Мне все казалось, что тебе надо попринимать тонизирующее средство. По счастливой случайности, Уилфрид как раз изобрел одно, называется «Эй, смелей!», умножает кровяные шарики. Это — пробный флакон, я взяла его из лаборатории. Принимай его, дорогой, именно он тебе и нужен.
Любящая тетя Анджела.
P.S. Столовую ложку на ночь и с утра».
Августин не был суеверен, но совпадение его потрясло. Только Джейн заговорила о средстве — и вот оно, пожалуйста. Поневоле усмотришь тут смысл. Он встряхнул бутылку, откупорил, налил полную ложку — и выпил, закрыв глаза.
К счастью, снадобье было приятным на вкус, хотя и резковатым, словно херес, в котором вымачивали старую подошву. Августин почитал богословский трактат и лег в постель.
Как только нога его скользнула между простыней и одеялом, он обнаружил, что миссис Уордл, его хозяйка, забыла положить грелку.
— Ну что же это такое! — сказал он в глубокой обиде, ибо сотни раз говорил, что ноги у него мерзнут. Выскочив из постели, он кинулся на лестницу, взывая:
— Миссис Уордл! Ответа не было.
— Миссис Уордл! — завопил он так, что затряслись окна. Послышалось шарканье, сварливый голос спросил:
— Ну, что там еще? Августин трубно фыркнул.
— Что?! — взревел он. — А вот что! Сколько раз говорить? Опять забыли грелку!
Миссис Уордл удивилась.
— Я не привыкла… — начала она.
— Мол-чать! — заорал Августин. — Меньше слов, больше грелок! Живей, живей, а то съеду! Комнат много, вы не одна. Эй, живо!
— Сейчас, мистер Маллинер. Сейчас, сейчас, сейчас. Я мигом.

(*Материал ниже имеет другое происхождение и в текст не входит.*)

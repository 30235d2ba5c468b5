//! Endpoint bindings
//!
//! `RemoteAccess` implementations of `ApiClient` for every content kind.
//! Endpoints that acknowledge a write without echoing the record are
//! followed by a read of the written record.

use async_trait::async_trait;
use std::borrow::Cow;
use tokio::sync::mpsc;

use super::client::{ApiClient, ApiRequest};
use super::dto::{
    NowDraft, NowDto, NowEnvelope, PasteDraft, PasteDto, PasteEnvelope, PasteList, PastePatch,
    PicDraft, PicDto, PicEnvelope, PicList, PicMetadata, PicUpload, PicUploadResponse, PurlDraft,
    PurlDto, PurlEnvelope, PurlList, StatusDraft, StatusDto, StatusEnvelope, StatusList, WebDraft,
    WebDto, WeblogDraft, WeblogEntryDto, WeblogEnvelope, WeblogList,
};
use super::remote::{Credentials, FetchScope, RemoteAccess};
use super::updates::spawn_list_watcher;
use crate::data::Address;
use crate::error::AppError;
use crate::service::{
    Bookmarks, ContentKind, NowPage, Pastes, Pictures, Timeline, WebPage, Weblog,
};

/// Path segment, percent-encoded
fn segment(value: &str) -> Cow<'_, str> {
    urlencoding::encode(value)
}

fn address_path(address: &Address, rest: &str) -> String {
    format!("/address/{}/{}", segment(address.as_str()), rest)
}

fn scoped<'a, K: ContentKind>(scope: &'a FetchScope) -> Result<&'a Address, AppError> {
    scope.address().ok_or_else(|| {
        AppError::Validation(format!("{} can only be fetched for an address", K::NAME))
    })
}

/// Treat a missing singleton page as an empty list
fn optional<T>(result: Result<T, AppError>) -> Result<Vec<T>, AppError> {
    match result {
        Ok(value) => Ok(vec![value]),
        Err(AppError::NotFound) => Ok(Vec::new()),
        Err(e) => Err(e),
    }
}

impl ApiClient {
    fn watch_list<K>(
        &self,
        address: &Address,
        credentials: &Credentials,
    ) -> mpsc::Receiver<Vec<K::Remote>>
    where
        K: ContentKind,
        ApiClient: RemoteAccess<K>,
    {
        let client = self.clone();
        let scope = FetchScope::Address(address.clone());
        let credentials = credentials.clone();

        spawn_list_watcher(K::NAME, address.clone(), self.updates_interval(), move || {
            let client = client.clone();
            let scope = scope.clone();
            let credentials = credentials.clone();
            async move { RemoteAccess::<K>::fetch(&client, &scope, &credentials).await }
        })
    }
}

// =============================================================================
// Timeline
// =============================================================================

#[async_trait]
impl RemoteAccess<Timeline> for ApiClient {
    async fn fetch(
        &self,
        scope: &FetchScope,
        credentials: &Credentials,
    ) -> Result<Vec<StatusDto>, AppError> {
        let request = match scope {
            FetchScope::Everyone => ApiRequest::get("/statuslog/latest"),
            FetchScope::Address(address) => ApiRequest::get(address_path(address, "statuses")),
        };
        let list: StatusList = self.send(request, credentials).await?;
        Ok(list.statuses)
    }

    async fn create(
        &self,
        address: &Address,
        draft: StatusDraft,
        credentials: &Credentials,
    ) -> Result<StatusDto, AppError> {
        let request = ApiRequest::post(address_path(address, "statuses")).json(&draft)?;
        let created: StatusEnvelope = self.send(request, credentials).await?;
        Ok(created.status)
    }

    async fn update(
        &self,
        address: &Address,
        id: &str,
        patch: StatusDraft,
        credentials: &Credentials,
    ) -> Result<StatusDto, AppError> {
        let path = address_path(address, &format!("statuses/{}", segment(id)));
        let updated: StatusEnvelope = self
            .send(ApiRequest::put(path).json(&patch)?, credentials)
            .await?;
        Ok(updated.status)
    }

    async fn delete(
        &self,
        address: &Address,
        id: &str,
        credentials: &Credentials,
    ) -> Result<(), AppError> {
        let path = address_path(address, &format!("statuses/{}", segment(id)));
        self.send::<serde_json::Value>(ApiRequest::delete(path), credentials)
            .await?;
        Ok(())
    }
}

// =============================================================================
// Bookmarks
// =============================================================================

impl ApiClient {
    async fn read_purl(
        &self,
        address: &Address,
        name: &str,
        credentials: &Credentials,
    ) -> Result<PurlDto, AppError> {
        let path = address_path(address, &format!("purl/{}", segment(name)));
        let envelope: PurlEnvelope = self.send(ApiRequest::get(path), credentials).await?;
        Ok(envelope.purl)
    }
}

#[async_trait]
impl RemoteAccess<Bookmarks> for ApiClient {
    async fn fetch(
        &self,
        scope: &FetchScope,
        credentials: &Credentials,
    ) -> Result<Vec<PurlDto>, AppError> {
        let address = scoped::<Bookmarks>(scope)?;
        let list: PurlList = self
            .send(ApiRequest::get(address_path(address, "purls")), credentials)
            .await?;
        Ok(list.purls)
    }

    async fn create(
        &self,
        address: &Address,
        draft: PurlDraft,
        credentials: &Credentials,
    ) -> Result<PurlDto, AppError> {
        let request = ApiRequest::post(address_path(address, "purl")).json(&draft)?;
        self.send::<serde_json::Value>(request, credentials).await?;
        self.read_purl(address, &draft.name, credentials).await
    }

    async fn delete(
        &self,
        address: &Address,
        name: &str,
        credentials: &Credentials,
    ) -> Result<(), AppError> {
        let path = address_path(address, &format!("purl/{}", segment(name)));
        self.send::<serde_json::Value>(ApiRequest::delete(path), credentials)
            .await?;
        Ok(())
    }

    fn updates(
        &self,
        address: &Address,
        credentials: &Credentials,
    ) -> Option<mpsc::Receiver<Vec<PurlDto>>> {
        Some(self.watch_list::<Bookmarks>(address, credentials))
    }
}

// =============================================================================
// Pastes
// =============================================================================

impl ApiClient {
    async fn write_paste(
        &self,
        address: &Address,
        draft: &PasteDraft,
        credentials: &Credentials,
    ) -> Result<PasteDto, AppError> {
        let request = ApiRequest::post(address_path(address, "pastebin")).json(draft)?;
        self.send::<serde_json::Value>(request, credentials).await?;

        let path = address_path(address, &format!("pastebin/{}", segment(&draft.title)));
        let envelope: PasteEnvelope = self.send(ApiRequest::get(path), credentials).await?;
        Ok(envelope.paste)
    }
}

#[async_trait]
impl RemoteAccess<Pastes> for ApiClient {
    async fn fetch(
        &self,
        scope: &FetchScope,
        credentials: &Credentials,
    ) -> Result<Vec<PasteDto>, AppError> {
        let address = scoped::<Pastes>(scope)?;
        let list: PasteList = self
            .send(ApiRequest::get(address_path(address, "pastebin")), credentials)
            .await?;
        Ok(list.pastebin)
    }

    async fn create(
        &self,
        address: &Address,
        draft: PasteDraft,
        credentials: &Credentials,
    ) -> Result<PasteDto, AppError> {
        self.write_paste(address, &draft, credentials).await
    }

    async fn update(
        &self,
        address: &Address,
        title: &str,
        patch: PastePatch,
        credentials: &Credentials,
    ) -> Result<PasteDto, AppError> {
        self.write_paste(address, &patch.into_draft(title), credentials)
            .await
    }

    async fn delete(
        &self,
        address: &Address,
        title: &str,
        credentials: &Credentials,
    ) -> Result<(), AppError> {
        let path = address_path(address, &format!("pastebin/{}", segment(title)));
        self.send::<serde_json::Value>(ApiRequest::delete(path), credentials)
            .await?;
        Ok(())
    }

    fn updates(
        &self,
        address: &Address,
        credentials: &Credentials,
    ) -> Option<mpsc::Receiver<Vec<PasteDto>>> {
        Some(self.watch_list::<Pastes>(address, credentials))
    }
}

// =============================================================================
// Pictures
// =============================================================================

impl ApiClient {
    async fn annotate_pic(
        &self,
        address: &Address,
        id: &str,
        metadata: &PicMetadata,
        credentials: &Credentials,
    ) -> Result<PicDto, AppError> {
        let path = address_path(address, &format!("pics/{}", segment(id)));
        let envelope: PicEnvelope = self
            .send(ApiRequest::put(path).json(metadata)?, credentials)
            .await?;
        Ok(envelope.pic)
    }
}

#[async_trait]
impl RemoteAccess<Pictures> for ApiClient {
    async fn fetch(
        &self,
        scope: &FetchScope,
        credentials: &Credentials,
    ) -> Result<Vec<PicDto>, AppError> {
        let address = scoped::<Pictures>(scope)?;
        let list: PicList = self
            .send(ApiRequest::get(address_path(address, "pics")), credentials)
            .await?;
        Ok(list.pics)
    }

    /// Upload, then annotate
    ///
    /// When annotation fails the uploaded picture is deleted again, best
    /// effort, and the annotation error is returned.
    async fn create(
        &self,
        address: &Address,
        draft: PicDraft,
        credentials: &Credentials,
    ) -> Result<PicDto, AppError> {
        let request = ApiRequest::post(address_path(address, "pics/upload"))
            .json(&PicUpload::from_bytes(&draft.bytes))?;
        let uploaded: PicUploadResponse = self.send(request, credentials).await?;

        match self
            .annotate_pic(address, &uploaded.id, &draft.metadata, credentials)
            .await
        {
            Ok(pic) => Ok(pic),
            Err(e) => {
                tracing::warn!(
                    address = %address,
                    pic = %uploaded.id,
                    error = %e,
                    "Picture annotation failed, removing upload"
                );
                if let Err(cleanup) =
                    RemoteAccess::<Pictures>::delete(self, address, &uploaded.id, credentials).await
                {
                    tracing::error!(
                        address = %address,
                        pic = %uploaded.id,
                        error = %cleanup,
                        "Failed to remove unannotated picture"
                    );
                }
                Err(e)
            }
        }
    }

    async fn update(
        &self,
        address: &Address,
        id: &str,
        patch: PicMetadata,
        credentials: &Credentials,
    ) -> Result<PicDto, AppError> {
        self.annotate_pic(address, id, &patch, credentials).await
    }

    async fn delete(
        &self,
        address: &Address,
        id: &str,
        credentials: &Credentials,
    ) -> Result<(), AppError> {
        let path = address_path(address, &format!("pics/{}", segment(id)));
        self.send::<serde_json::Value>(ApiRequest::delete(path), credentials)
            .await?;
        Ok(())
    }

    fn updates(
        &self,
        address: &Address,
        credentials: &Credentials,
    ) -> Option<mpsc::Receiver<Vec<PicDto>>> {
        Some(self.watch_list::<Pictures>(address, credentials))
    }
}

// =============================================================================
// Weblog
// =============================================================================

#[async_trait]
impl RemoteAccess<Weblog> for ApiClient {
    async fn fetch(
        &self,
        scope: &FetchScope,
        credentials: &Credentials,
    ) -> Result<Vec<WeblogEntryDto>, AppError> {
        let address = scoped::<Weblog>(scope)?;
        let list: WeblogList = self
            .send(
                ApiRequest::get(address_path(address, "weblog/entries")),
                credentials,
            )
            .await?;
        Ok(list.entries)
    }

    async fn create(
        &self,
        address: &Address,
        draft: WeblogDraft,
        credentials: &Credentials,
    ) -> Result<WeblogEntryDto, AppError> {
        let request = ApiRequest::post(address_path(address, "weblog/entry")).text(draft.content);
        let envelope: WeblogEnvelope = self.send(request, credentials).await?;
        Ok(envelope.entry)
    }

    async fn update(
        &self,
        address: &Address,
        id: &str,
        patch: WeblogDraft,
        credentials: &Credentials,
    ) -> Result<WeblogEntryDto, AppError> {
        let path = address_path(address, &format!("weblog/entry/{}", segment(id)));
        let envelope: WeblogEnvelope = self
            .send(ApiRequest::put(path).text(patch.content), credentials)
            .await?;
        Ok(envelope.entry)
    }

    async fn delete(
        &self,
        address: &Address,
        id: &str,
        credentials: &Credentials,
    ) -> Result<(), AppError> {
        let path = address_path(address, &format!("weblog/delete/{}", segment(id)));
        self.send::<serde_json::Value>(ApiRequest::delete(path), credentials)
            .await?;
        Ok(())
    }
}

// =============================================================================
// Now page
// =============================================================================

impl ApiClient {
    async fn read_now(
        &self,
        address: &Address,
        credentials: &Credentials,
    ) -> Result<NowDto, AppError> {
        let envelope: NowEnvelope = self
            .send(ApiRequest::get(address_path(address, "now")), credentials)
            .await?;
        Ok(envelope.now)
    }
}

#[async_trait]
impl RemoteAccess<NowPage> for ApiClient {
    async fn fetch(
        &self,
        scope: &FetchScope,
        credentials: &Credentials,
    ) -> Result<Vec<NowDto>, AppError> {
        let address = scoped::<NowPage>(scope)?;
        optional(self.read_now(address, credentials).await)
    }

    async fn update(
        &self,
        address: &Address,
        _id: &str,
        patch: NowDraft,
        credentials: &Credentials,
    ) -> Result<NowDto, AppError> {
        let request = ApiRequest::post(address_path(address, "now")).json(&patch)?;
        self.send::<serde_json::Value>(request, credentials).await?;
        self.read_now(address, credentials).await
    }
}

// =============================================================================
// Web page
// =============================================================================

impl ApiClient {
    async fn read_web(
        &self,
        address: &Address,
        credentials: &Credentials,
    ) -> Result<WebDto, AppError> {
        self.send(ApiRequest::get(address_path(address, "web")), credentials)
            .await
    }
}

#[async_trait]
impl RemoteAccess<WebPage> for ApiClient {
    async fn fetch(
        &self,
        scope: &FetchScope,
        credentials: &Credentials,
    ) -> Result<Vec<WebDto>, AppError> {
        let address = scoped::<WebPage>(scope)?;
        optional(self.read_web(address, credentials).await)
    }

    async fn update(
        &self,
        address: &Address,
        _id: &str,
        patch: WebDraft,
        credentials: &Credentials,
    ) -> Result<WebDto, AppError> {
        let request = ApiRequest::post(address_path(address, "web")).json(&patch)?;
        self.send::<serde_json::Value>(request, credentials).await?;
        self.read_web(address, credentials).await
    }
}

— Поживей! Ну, ну, ну! Проворнее!
— Сию минуточку, мистер Маллинер…
Через час, перед самым сном, Августин подумал: не был ли он грубоват со своей хозяйкой? Не допустил ли он… как бы тут сказать… неучтивости? Да, печально решил он, что-то такое было. Он зажег свечу, взял дневник и написал:
«Кроткие наследуют землю. Достаточно ли я кроток? Сегодня, укоряя хозяйку, которая не дала мне грелку, я был несколько резок. Искушение — сильное, но все же я виноват, ибо дал волю страстям. На будущее: сдерживать такие порывы».
Но, когда он проснулся, чувства были иные.